Who needs death panels? People are dying of neglect.

Healthcare cost American’s 5 trillion dollars a year. This is what 5 trillion dollars looks
like: 5,000,000,000,000. That’s about $16,500 per American per year.

Have you noticed that just about every hospital in the country is expanding and hundreds
of new “Medical Centers” are being built? One under construction just off of I-95 north
of Trenton, NJ is being built at an estimated cost of $500 million, and another, less than
20 miles away near Princeton is being build with a similar price tag of $500 million. I
liken these facilities to those inflatable sports arenas that depend on air compressors to
keep them inflated – only in this case, we’ll be pumping in a constant stream of money.
These facilities need to be staffed, cleaned, maintained, powered and heated forever. The
more medical facilities we build, the higher the costs. Even in my small NH town, our
local hospital has been expanding for over 10 years, with no end in sight. Clearly, the
demand for services has grown – the question is, what’s driving the demand?

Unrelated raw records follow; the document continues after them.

pub mod classifier;
pub mod client;
pub mod memory;
pub mod mock;
pub mod orchestrator;
pub mod translator;
pub mod vendors;

pub use classifier::{
    classify, detect_language, is_already_translated, is_special_format, ClassificationOutcome,
    Language,
};
pub use client::TranslationGateway;
pub use memory::TermBase;
pub use mock::{MockMode, MockTranslator};
pub use orchestrator::{CellOutcome, CellTranslator, FailedCell, RunStats};
pub use translator::{TranslationFailure, TranslationRequest, TranslationResult, Translator};
pub use vendors::{adapter_for, BaiduAdapter, VendorAdapter, YoudaoAdapter};

use crate::state::TermBaseStore;
use crate::utils::{AppConfig, Result, SheetTranslatorError};
use crate::workbook::{FileKind, Workbook};
use serde::Serialize;
use std::path::{Path, PathBuf};
use std::sync::Arc;
use std::time::Instant;

#[derive(Debug, Clone, Serialize)]
pub struct RunReport {
    pub input_file: String,
    pub output_file: String,
    pub bytes_written: u64,
    pub elapsed_ms: u128,
    pub stats: RunStats,
}

/// `{stem}_translated.{ext}` next to the input, or inside `output_dir`.
/// CSV stays CSV; every other format is written as xlsx.
pub fn default_output_path(input: &Path, output_dir: Option<&Path>) -> Result<PathBuf> {
    let kind = FileKind::from_path(input)?;
    let stem = input
        .file_stem()
        .and_then(|s| s.to_str())
        .filter(|s| !s.is_empty())
        .ok_or_else(|| SheetTranslatorError::ValidationError(format!(
            "cannot derive an output name from {}",
            input.display()
        )))?;

    let file_name = format!("{}_translated.{}", stem, kind.output_kind().extension());
    let dir = match output_dir {
        Some(dir) => dir.to_path_buf(),
        None => input.parent().map(Path::to_path_buf).unwrap_or_default(),
    };

    Ok(dir.join(file_name))
}

/// Opens `input`, translates every eligible cell and saves to `output`.
///
/// Per-cell failures end up inside the workbook; only file-level problems
/// (unsupported type, unreadable input, failed save) are returned as errors.
pub async fn translate_workbook_file(
    input: &Path,
    output: &Path,
    config: &AppConfig,
    translator: Arc<dyn Translator>,
) -> Result<RunReport> {
    let started = Instant::now();
    FileKind::from_path(input)?;

    let term_base = TermBaseStore::new(config.term_base.path.clone()).load();
    let mut workbook = Workbook::open(input)?;

    tracing::info!(
        input = %input.display(),
        sheets = workbook.sheets().len(),
        terms = term_base.len(),
        "Starting translation run"
    );

    let cells = CellTranslator::from_config(config, translator, term_base);
    let stats = cells.process_workbook(&mut workbook).await;

    let bytes_written = workbook.save(output)?;

    tracing::info!(
        output = %output.display(),
        bytes = bytes_written,
        failed = stats.failed,
        "Translation run saved"
    );

    Ok(RunReport {
        input_file: input.display().to_string(),
        output_file: output.display().to_string(),
        bytes_written,
        elapsed_ms: started.elapsed().as_millis(),
        stats,
    })
}

/// In-memory counterpart of `translate_workbook_file`, used for uploads.
/// Returns the translated workbook encoded in the output format for `kind`.
pub async fn translate_workbook_bytes(
    bytes: Vec<u8>,
    kind: FileKind,
    config: &AppConfig,
    translator: Arc<dyn Translator>,
) -> Result<(Vec<u8>, RunStats)> {
    let term_base = TermBaseStore::new(config.term_base.path.clone()).load();
    let mut workbook = Workbook::from_bytes(bytes, kind)?;

    let cells = CellTranslator::from_config(config, translator, term_base);
    let stats = cells.process_workbook(&mut workbook).await;

    let output = workbook.save_to_bytes(workbook.kind().output_kind())?;
    Ok((output, stats))
}
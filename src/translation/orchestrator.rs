use crate::translation::classifier::{classify, ClassificationOutcome};
use crate::translation::memory::TermBase;
use crate::translation::translator::{TranslationRequest, TranslationResult, Translator};
use crate::utils::{AppConfig, UnknownLanguagePolicy};
use crate::workbook::{CellValue, Workbook};
use serde::Serialize;
use std::sync::Arc;
use std::time::Duration;
use tracing::{debug, info, warn};

#[derive(Debug, Clone, PartialEq, Eq)]
pub enum CellOutcome {
    Skipped(ClassificationOutcome),
    FromMemory(String),
    FromGateway(TranslationResult),
}

#[derive(Debug, Clone, Serialize, PartialEq, Eq)]
pub struct FailedCell {
    pub sheet: String,
    pub row: u32,
    pub col: u32,
    pub error: String,
}

#[derive(Debug, Clone, Default, Serialize, PartialEq, Eq)]
pub struct RunStats {
    pub sheets: usize,
    pub text_cells: usize,
    pub skipped_special: usize,
    pub skipped_already_translated: usize,
    pub skipped_previously_failed: usize,
    pub skipped_unknown: usize,
    pub memory_hits: usize,
    pub translated: usize,
    pub failed: usize,
    pub gateway_calls: usize,
    pub failed_cells: Vec<FailedCell>,
}

impl RunStats {
    pub fn written(&self) -> usize {
        self.memory_hits + self.translated + self.failed
    }
}

/// Walks a workbook and writes `"{original}\n{translation}"` into every cell
/// that needs it.
///
/// Cells are handled strictly one after another. Consecutive gateway calls are
/// separated by `request_delay`; term-base hits never wait.
pub struct CellTranslator {
    translator: Arc<dyn Translator>,
    term_base: TermBase,
    policy: UnknownLanguagePolicy,
    request_delay: Duration,
}

impl CellTranslator {
    pub fn new(
        translator: Arc<dyn Translator>,
        term_base: TermBase,
        policy: UnknownLanguagePolicy,
        request_delay: Duration,
    ) -> Self {
        Self {
            translator,
            term_base,
            policy,
            request_delay,
        }
    }

    pub fn from_config(
        config: &AppConfig,
        translator: Arc<dyn Translator>,
        term_base: TermBase,
    ) -> Self {
        Self::new(
            translator,
            term_base,
            config.translation.unknown_language,
            config.request_delay(),
        )
    }

    /// Decides and, when needed, translates a single text value.
    ///
    /// `pace` makes the call wait `request_delay` before reaching the gateway;
    /// it has no effect when the term base answers.
    pub async fn translate_cell(&self, text: &str, pace: bool) -> CellOutcome {
        let (from, to) = match classify(text, self.policy) {
            ClassificationOutcome::Translate { from, to } => (from, to),
            skipped => return CellOutcome::Skipped(skipped),
        };

        if let Some(hit) = self.term_base.lookup(text, from, to) {
            return CellOutcome::FromMemory(hit.to_string());
        }

        if pace && !self.request_delay.is_zero() && self.translator.is_available() {
            tokio::time::sleep(self.request_delay).await;
        }

        let request = TranslationRequest::new(text, from, to);
        CellOutcome::FromGateway(self.translator.translate(&request).await)
    }

    pub async fn process_workbook(&self, workbook: &mut Workbook) -> RunStats {
        let mut stats = RunStats::default();

        if !self.translator.is_available() {
            warn!(
                provider = self.translator.provider_name(),
                "Translator unavailable; cells needing the gateway will be marked as failed"
            );
        }

        for sheet in workbook.sheets_mut() {
            let sheet_name = sheet.name().to_string();
            stats.sheets += 1;

            if sheet.cell_count() == 0 {
                info!(sheet = %sheet_name, "Sheet has no data, skipping");
                continue;
            }

            let (rows, cols) = sheet.dimensions();
            info!(sheet = %sheet_name, rows, cols, "Processing sheet");

            for (row, col, value) in sheet.used_cells_mut() {
                let CellValue::Text(text) = value else {
                    continue;
                };
                if text.trim().is_empty() {
                    continue;
                }
                stats.text_cells += 1;

                let outcome = self.translate_cell(text, stats.gateway_calls > 0).await;

                let translation = match outcome {
                    CellOutcome::Skipped(reason) => {
                        match reason {
                            ClassificationOutcome::SkipSpecial => stats.skipped_special += 1,
                            ClassificationOutcome::SkipAlreadyTranslated => {
                                stats.skipped_already_translated += 1
                            }
                            ClassificationOutcome::SkipPreviouslyFailed => {
                                stats.skipped_previously_failed += 1
                            }
                            ClassificationOutcome::SkipUnknown => stats.skipped_unknown += 1,
                            ClassificationOutcome::Translate { .. } => {}
                        }
                        debug!(sheet = %sheet_name, row, col, ?reason, "Skipped cell");
                        continue;
                    }
                    CellOutcome::FromMemory(hit) => {
                        stats.memory_hits += 1;
                        debug!(sheet = %sheet_name, row, col, "Term base hit");
                        hit
                    }
                    CellOutcome::FromGateway(result) => {
                        stats.gateway_calls += 1;
                        if let TranslationResult::Failed(failure) = &result {
                            stats.failed += 1;
                            stats.failed_cells.push(FailedCell {
                                sheet: sheet_name.clone(),
                                row,
                                col,
                                error: failure.error.to_string(),
                            });
                            warn!(sheet = %sheet_name, row, col, error = %failure.error, "Cell translation failed");
                        } else {
                            stats.translated += 1;
                        }
                        result.into_text()
                    }
                };

                *text = format!("{}\n{}", text, translation);
            }
        }

        info!(
            provider = self.translator.provider_name(),
            text_cells = stats.text_cells,
            memory_hits = stats.memory_hits,
            translated = stats.translated,
            failed = stats.failed,
            skipped_special = stats.skipped_special,
            skipped_already_translated = stats.skipped_already_translated,
            skipped_previously_failed = stats.skipped_previously_failed,
            "Workbook processed"
        );

        stats
    }
}
pub mod http;
pub mod tools;

pub use tools::SheetTranslatorServer;

use crate::state::AppState;
use crate::translation::{
    default_output_path, translate_workbook_bytes, translate_workbook_file, RunReport,
};
use crate::utils::Result;
use crate::workbook::{writer, FileKind};
use std::path::Path;
use std::time::Instant;

/// A bare file name: no directory parts, nothing that could leave the
/// output directory.
pub fn is_safe_file_name(name: &str) -> bool {
    !name.is_empty()
        && !name.contains('/')
        && !name.contains('\\')
        && !name.contains("..")
        && Path::new(name).file_name().is_some_and(|n| n == name)
}

/// Runs one translation for a front-end request. When no output path is given
/// the result goes to the configured output directory.
pub async fn run_translation(
    state: &AppState,
    input_file: &str,
    output_file: Option<&Path>,
) -> Result<RunReport> {
    let input = Path::new(input_file);
    let output = match output_file {
        Some(path) => path.to_path_buf(),
        None => default_output_path(input, Some(&state.config.output.directory))?,
    };

    let _guard = state.run_lock.lock().await;
    translate_workbook_file(input, &output, &state.config, state.translator.clone()).await
}

/// Translates uploaded content and stores the result in the output directory
/// as `{stem}_translated.{ext}`. `file_name` must pass `is_safe_file_name`.
pub async fn run_upload(state: &AppState, file_name: &str, bytes: Vec<u8>) -> Result<RunReport> {
    let started = Instant::now();
    let name = Path::new(file_name);
    let kind = FileKind::from_path(name)?;
    let output = default_output_path(name, Some(&state.config.output.directory))?;

    let _guard = state.run_lock.lock().await;
    tracing::info!(file = %file_name, size = bytes.len(), "Processing upload");

    let (data, stats) =
        translate_workbook_bytes(bytes, kind, &state.config, state.translator.clone()).await?;

    if let Some(parent) = output.parent().filter(|p| !p.as_os_str().is_empty()) {
        std::fs::create_dir_all(parent)?;
    }
    std::fs::write(&output, data)?;
    let bytes_written = writer::verify_saved(&output)?;

    Ok(RunReport {
        input_file: file_name.to_string(),
        output_file: output.display().to_string(),
        bytes_written,
        elapsed_ms: started.elapsed().as_millis(),
        stats,
    })
}
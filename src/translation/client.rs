use crate::translation::translator::{TranslationRequest, TranslationResult, Translator};
use crate::translation::vendors::{adapter_for, VendorAdapter};
use crate::utils::config::ApiConfig;
use crate::utils::{Credentials, GatewayError, Result};
use async_trait::async_trait;
use reqwest::Client;
use std::time::Duration;
use tracing::{debug, warn};

/// HTTP gateway to a machine-translation vendor.
///
/// Owns the HTTP client, the vendor adapter and the credentials. Every failure
/// is converted into a `TranslationResult::Failed` at this boundary.
pub struct TranslationGateway {
    client: Client,
    adapter: Box<dyn VendorAdapter>,
    endpoint: String,
    credentials: Option<Credentials>,
}

impl TranslationGateway {
    pub fn new(
        adapter: Box<dyn VendorAdapter>,
        credentials: Option<Credentials>,
        endpoint: Option<String>,
        timeout: Duration,
    ) -> Result<Self> {
        let client = Client::builder().timeout(timeout).build()?;
        let endpoint = endpoint.unwrap_or_else(|| adapter.default_endpoint().to_string());

        Ok(Self {
            client,
            adapter,
            endpoint,
            credentials,
        })
    }

    /// Builds the gateway for the configured backend, reading credentials
    /// from the environment.
    pub fn from_config(config: &ApiConfig) -> Result<Self> {
        let credentials = Credentials::from_env(config.backend);
        if credentials.is_none() {
            warn!(
                backend = %config.backend,
                app_id_var = config.backend.app_id_var(),
                secret_var = config.backend.secret_var(),
                "Translation API credentials missing; every lookup miss will be marked as failed"
            );
        }

        Self::new(
            adapter_for(config.backend),
            credentials,
            config.endpoint.clone(),
            Duration::from_secs(config.timeout_seconds),
        )
    }

    pub fn has_credentials(&self) -> bool {
        self.credentials.is_some()
    }

    async fn call_api(&self, request: &TranslationRequest) -> std::result::Result<String, GatewayError> {
        let credentials = self
            .credentials
            .as_ref()
            .ok_or(GatewayError::MissingCredentials)?;

        let response = self
            .adapter
            .build_request(&self.client, &self.endpoint, credentials, request)
            .send()
            .await?;

        let status = response.status();
        if !status.is_success() {
            return Err(GatewayError::HttpStatus(status.as_u16()));
        }

        let body = response.text().await?;
        let json: serde_json::Value = serde_json::from_str(&body)
            .map_err(|e| GatewayError::MalformedResponse(e.to_string()))?;

        if !json.is_object() {
            return Err(GatewayError::MalformedResponse(
                "expected a JSON object".to_string(),
            ));
        }

        self.adapter.parse_response(&json)
    }
}

#[async_trait]
impl Translator for TranslationGateway {
    async fn translate(&self, request: &TranslationRequest) -> TranslationResult {
        match self.call_api(request).await {
            Ok(translated) => {
                debug!(
                    provider = self.adapter.name(),
                    from = %request.from,
                    to = %request.to,
                    "Translated text"
                );
                TranslationResult::Translated(translated)
            }
            Err(e) => {
                warn!(
                    provider = self.adapter.name(),
                    from = %request.from,
                    to = %request.to,
                    error = %e,
                    "Translation request failed"
                );
                TranslationResult::failed(e, &request.text)
            }
        }
    }

    fn provider_name(&self) -> &str {
        self.adapter.name()
    }

    fn is_available(&self) -> bool {
        self.has_credentials()
    }
}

I used to think that healthcare was a finite resource, but given the unchecked growth in
just one decade, I’m not so sure. I used to argue that, because it is a finite resource,
decisions to spend money on, say, cosmetic surgery, would limit resources spent on more
important medical care, like preventative care for children. But, as we spend more and
more of our GDP on healthcare, and a growing part of that on boutique healthcare like
“breast enhancement” – there’s actually a lobby demanding insurance coverage – I’ve
become convinced that rational decision making has been overrun by a plethora of
special interests. Of course, end-of-life care takes up the largest share of our healthcare
dollar, but we’re a long way from dealing with that rationally, so I just as soon leave that
subject for another day.

What has become clear is that our ability to fix problems, any problem, is hamstrung by
competing interests in Washington. (Is this how civilizations fail; under the weight of
competing, entrenched interests? Is this why China has been able to accomplish so much
in such a short period of time – because they aren’t replacing anything, entrenched or
otherwise; they’re building infrastructure from scratch?) Anyway, moving on…

Here are some proposals that Republicans have made. A few are worth considering, with

People should pay. One Republican proposal that has currency is this: if people had to
pay for their own healthcare and had insurance only to cover catastrophic expenses, they
would more likely know how much healthcare cost. This knowledge would be all that
would be needed to hold down costs. People would, the argument goes, seek out less
expensive services and demand that doctors charge less. The “commonsense” simplicity
of this idea is its attraction. However, in recent years, as insurance premiums have
grown, families have been saddled with higher and higher deductibles and less and less
coverage. It’s not unusual for group plans to have $1500 or $2000 deductibles. Yet
there’s little evidence of pushback by patients. Why? While some people may be bold
enough to negotiate prices or challenge their doctor’s fees, most people are less inclined.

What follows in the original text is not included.